UK inflation was 9.1 per cent in June – the highest level for more than 40 years. The country’s central bank announced that it expects inflation to be above 9 percent in the coming months and above 11 percent in October.
The Bank of Great Britain also announced that it was linked to energy prices.
The central bank now offers a new inflation forecast of 13 percent for the fourth quarter. They believe inflation will remain at high levels until 2023 before reaching the 2 percent target next year.
Today’s increase was voted down almost unanimously, as only one person voted no, the AP reports.
Political situation affects
At the same time, the domestic political environment in Great Britain would complicate the Bank’s work.
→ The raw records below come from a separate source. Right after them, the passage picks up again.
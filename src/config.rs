use crate::error::AdAclError;
use crate::security::acl::DenyEvaluation;
use crate::security::roles::{CatalogOptions, InheritanceMode, RoleCatalog, RoleDefinition};

use serde::{Deserialize, Serialize};
use std::path::Path;

#[derive(Debug, Clone, Default, Serialize, Deserialize)]
pub struct Config {
    #[serde(default)]
    pub role_manager: RoleManagerConfig,
    #[serde(default)]
    pub dispatch: DispatchConfig,
    #[serde(default)]
    pub audit: AuditConfig,
    #[serde(default)]
    pub logging: LoggingConfig,
}

#[derive(Debug, Clone, Serialize, Deserialize)]
pub struct RoleManagerConfig {
    /// How parent role actions propagate: "transitive" or "direct"
    #[serde(default)]
    pub inheritance: InheritanceMode,
    /// Fail catalog loads that reference unknown parent roles
    #[serde(default)]
    pub strict_parent_references: bool,
    /// How Deny entries fold into effective rights: "union" or "precedence"
    #[serde(default)]
    pub deny_evaluation: DenyEvaluation,
    #[serde(default)]
    pub roles: Vec<RoleDefinition>,
}

impl Default for RoleManagerConfig {
    fn default() -> Self {
        Self {
            inheritance: InheritanceMode::Transitive,
            strict_parent_references: false,
            deny_evaluation: DenyEvaluation::Union,
            roles: Vec::new(),
        }
    }
}

#[derive(Debug, Clone, Serialize, Deserialize)]
pub struct DispatchConfig {
    /// Process batch objects one at a time, in order
    #[serde(default)]
    pub run_sequential: bool,
    /// Upper bound on concurrently processed objects
    #[serde(default = "default_max_parallelism")]
    pub max_parallelism: usize,
    /// Attach each object's resulting access rules to its result
    #[serde(default)]
    pub return_access_rules: bool,
}

fn default_max_parallelism() -> usize {
    8
}

impl Default for DispatchConfig {
    fn default() -> Self {
        Self {
            run_sequential: false,
            max_parallelism: default_max_parallelism(),
            return_access_rules: false,
        }
    }
}

#[derive(Debug, Clone, Serialize, Deserialize)]
pub struct AuditConfig {
    #[serde(default = "default_true")]
    pub enabled: bool,
    /// Record allowed decisions as well as denials
    #[serde(default)]
    pub log_allowed_decisions: bool,
    #[serde(default = "default_max_buffered_events")]
    pub max_buffered_events: usize,
}

fn default_true() -> bool {
    true
}

fn default_max_buffered_events() -> usize {
    1000
}

impl Default for AuditConfig {
    fn default() -> Self {
        Self {
            enabled: true,
            log_allowed_decisions: false, // Too verbose for production
            max_buffered_events: default_max_buffered_events(),
        }
    }
}

#[derive(Debug, Clone, Serialize, Deserialize)]
pub struct LoggingConfig {
    /// Default filter directive when RUST_LOG is unset
    #[serde(default = "default_log_level")]
    pub level: String,
}

fn default_log_level() -> String {
    "info".to_string()
}

impl Default for LoggingConfig {
    fn default() -> Self {
        Self {
            level: default_log_level(),
        }
    }
}

impl Config {
    pub fn from_file(path: impl AsRef<Path>) -> crate::Result<Self> {
        let content = std::fs::read_to_string(path.as_ref())?;
        Self::from_toml_str(&content)
    }

    pub fn from_toml_str(content: &str) -> crate::Result<Self> {
        Ok(toml::from_str(content)?)
    }

    pub fn validate(&self) -> crate::Result<()> {
        self.role_manager.validate()?;
        self.dispatch.validate()?;
        self.audit.validate()?;
        self.logging.validate()?;
        Ok(())
    }
}

impl RoleManagerConfig {
    pub fn catalog_options(&self) -> CatalogOptions {
        CatalogOptions {
            inheritance: self.inheritance,
            strict_parent_references: self.strict_parent_references,
        }
    }

    /// Checks the roles load into a catalog
    pub fn validate(&self) -> crate::Result<()> {
        RoleCatalog::load(&self.roles, self.catalog_options()).map(|_| ())
    }
}

impl DispatchConfig {
    pub fn validate(&self) -> crate::Result<()> {
        if self.max_parallelism == 0 {
            return Err(AdAclError::InvalidConfig(
                "dispatch.max_parallelism must be greater than 0".to_string(),
            ));
        }
        Ok(())
    }
}

impl AuditConfig {
    pub fn validate(&self) -> crate::Result<()> {
        if self.enabled && self.max_buffered_events == 0 {
            return Err(AdAclError::InvalidConfig(
                "audit.max_buffered_events must be greater than 0 when audit is enabled"
                    .to_string(),
            ));
        }
        Ok(())
    }
}

impl LoggingConfig {
    pub fn validate(&self) -> crate::Result<()> {
        if self.level.trim().is_empty() {
            return Err(AdAclError::InvalidConfig(
                "logging.level cannot be empty".to_string(),
            ));
        }
        Ok(())
    }
}
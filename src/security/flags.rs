//! Named-tag conversions for bitmask types
//!
//! Configuration and fixtures spell rights and actions as tags such as
//! `GenericRead` or `AddAccessRule`. Matching ignores case, `_` and `-`, so
//! the `bitflags` constant `GENERIC_READ` answers to `GenericRead`,
//! `generic_read` and `generic-read` alike.

use crate::error::{AdAclError, Result};
use bitflags::Flags;

fn normalize(tag: &str) -> String {
    tag.chars()
        .filter(|c| *c != '_' && *c != '-' && !c.is_whitespace())
        .flat_map(char::to_lowercase)
        .collect()
}

fn pascal_case(name: &str) -> String {
    name.split('_')
        .filter(|part| !part.is_empty())
        .map(|part| {
            let mut chars = part.chars();
            match chars.next() {
                Some(first) => {
                    let mut word = first.to_ascii_uppercase().to_string();
                    word.push_str(&chars.as_str().to_ascii_lowercase());
                    word
                }
                None => String::new(),
            }
        })
        .collect()
}

/// Parse a single tag into its flag value.
pub fn parse_tag<F: Flags + Copy>(kind: &'static str, tag: &str) -> Result<F> {
    let wanted = normalize(tag);
    F::FLAGS
        .iter()
        .find(|flag| normalize(flag.name()) == wanted)
        .map(|flag| *flag.value())
        .ok_or_else(|| AdAclError::UnknownTag {
            kind,
            tag: tag.to_string(),
        })
}

/// Parse and union a list of tags.
pub fn parse_tags<F, I, S>(kind: &'static str, tags: I) -> Result<F>
where
    F: Flags + Copy,
    I: IntoIterator<Item = S>,
    S: AsRef<str>,
{
    let mut flags = F::empty();
    for tag in tags {
        flags.insert(parse_tag::<F>(kind, tag.as_ref())?);
    }
    Ok(flags)
}

/// Tag names covering `flags`, composite names first in declaration order.
pub fn tag_names<F: Flags>(flags: &F) -> Vec<String> {
    flags
        .iter_names()
        .map(|(name, _)| pascal_case(name))
        .collect()
}

#[cfg(test)]
mod tests {
    use super::*;

    #[test]
    fn test_normalize_ignores_case_and_separators() {
        assert_eq!(normalize("GenericRead"), "genericread");
        assert_eq!(normalize("GENERIC_READ"), "genericread");
        assert_eq!(normalize("generic-read"), "genericread");
    }

    #[test]
    fn test_pascal_case() {
        assert_eq!(pascal_case("GENERIC_READ"), "GenericRead");
        assert_eq!(pascal_case("SELF"), "Self");
        assert_eq!(pascal_case("ACCESS_SYSTEM_SECURITY"), "AccessSystemSecurity");
    }
}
Conservative candidates Liz Truss and Rishi Sunak are currently fighting over who will be Britain’s next prime minister, and they both have widely differing views on where tax and debt levels should be. This may require different reactions from the central bank.
Liz Truss has promised immediate tax cuts for individuals and businesses. According to economists polled by Bloomberg, this could help stimulate the economy — but persistently high inflation, which in turn could cause the central bank to act more aggressively and raise interest rates even more.
Rishi Sunak, the country’s former finance minister, was quick to comment on today’s hike. He has repeatedly criticized Liz Truss’ promise of tax cuts.
– The bank acted today and the future government must deal with inflation and not worsen the situation, he said when the central bank announced, Reuters reported.